Many conservative Christians would view such a scene as "blatantly false" and "infuriating," and would accuse director Martin Scorcese and actor Willem Dafoe of "propagation of negative literature concerning" Christianity. The distinction between The Satanic Verses and The Last Temptation of Christ is that no influential Christian leader -- neither the Pope, the Archbishop of Canterbury, the Metropolitan of Constantinople, nor the heads of mainstream Protestant denominations in the United States -- urged followers to kill Scorcese or Dafoe.

Did they discourage their congregations from reading the novel or viewing the film? At least some did, which I disagree with but cannot view as evil. But to re-emphasize my point, no influential Christian leader publicly urged violence as a response to The Last Temptation of Christ , unlike Khomeini with regard to The Satanic Verses and Salman Rushdie.

Again, this is not to paint Islam or individual Muslims as terrorists or fanatics. I merely wish to point out to Mr. Tabbaa that Islamic fundamentalism has advocated acts which are, by any objective standard, evil.

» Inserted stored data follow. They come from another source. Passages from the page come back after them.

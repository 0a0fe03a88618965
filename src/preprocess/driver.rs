//! Runs one [`RenderPlan`]: render, write, then report dependencies.

use std::io::{self, Read, Write};

use anyhow::{Context, Result};
use minijinja::Template;

use super::plan::{Destination, Input, RenderPlan};
use super::{bound_names, build_environment, render_params};
use crate::constants::STDIN_TEMPLATE;
use crate::templating::{TemplateError, TracingLoader};
use crate::utils::fs::{AtomicFile, atomic_write};

/// Run `plan` against the process's standard input and output.
pub fn run(plan: &RenderPlan) -> Result<()> {
    let stdin = io::stdin();
    let stdout = io::stdout();
    run_with(plan, &mut stdin.lock(), &mut stdout.lock())
}

/// Run `plan` with explicit standard streams.
///
/// The template is always rendered to completion, even when the output is
/// discarded, because only a full render finds every included template.
/// The dependency line is written only after the render succeeded.
pub fn run_with(plan: &RenderPlan, stdin: &mut dyn Read, stdout: &mut dyn Write) -> Result<()> {
    let loader = TracingLoader::new(&plan.loader_base);
    let mut env = build_environment(&loader);

    let name = match (&plan.input, plan.template_name()) {
        (Input::File(_), Some(name)) => name,
        _ => {
            let mut source = String::new();
            stdin
                .read_to_string(&mut source)
                .context("Failed to read template from standard input")?;
            env.add_template_owned(STDIN_TEMPLATE, source).map_err(template_error)?;
            STDIN_TEMPLATE.to_string()
        }
    };
    let template = env.get_template(&name).map_err(template_error)?;
    tracing::debug!(template = %name, base = %plan.loader_base.display(), "rendering");

    write_rendered(&plan.output, &template, stdout)?;

    if let Some(depfile) = &plan.depfile {
        let line = dependency_line(&depfile.target, &loader.touched());
        match &depfile.destination {
            Destination::File(path) => {
                tracing::debug!(path = %path.display(), "writing dependency file");
                atomic_write(path, line.as_bytes())?;
            }
            Destination::Stdout => {
                stdout.write_all(line.as_bytes()).context("Failed to write dependencies")?;
            }
            Destination::Discard => {}
        }
    }
    stdout.flush().context("Failed to flush standard output")?;
    Ok(())
}

fn template_error(error: minijinja::Error) -> TemplateError {
    TemplateError::from(error).with_suggestions(bound_names())
}

/// Stream the render of `template` into `destination`.
fn write_rendered(destination: &Destination, template: &Template<'_, '_>, stdout: &mut dyn Write) -> Result<()> {
    match destination {
        Destination::Stdout => {
            template.render_to_write(render_params(), stdout).map_err(template_error)?;
        }
        Destination::Discard => {
            tracing::debug!("rendered output is discarded");
            template.render_to_write(render_params(), io::sink()).map_err(template_error)?;
        }
        Destination::File(path) => {
            let mut file = AtomicFile::create(path)?;
            template.render_to_write(render_params(), &mut file).map_err(template_error)?;
            file.commit()?;
        }
    }
    Ok(())
}

/// One Makefile rule: `target: dep dep ...`.
pub fn dependency_line(target: &str, touched: &[String]) -> String {
    format!("{target}: {}\n", touched.join(" "))
}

If he wishes to show the West the positive face of contemporary Islam, he would be better served by condemning the call for Rushdie's death and showing tolerance for the expression of views that he might view as heretical or blasphemous.

Raymund Eich

Graduate Student

Department of Biochemistry and Cell Biology


This item appeared in the Opinion section of the January 24, 1997 issue.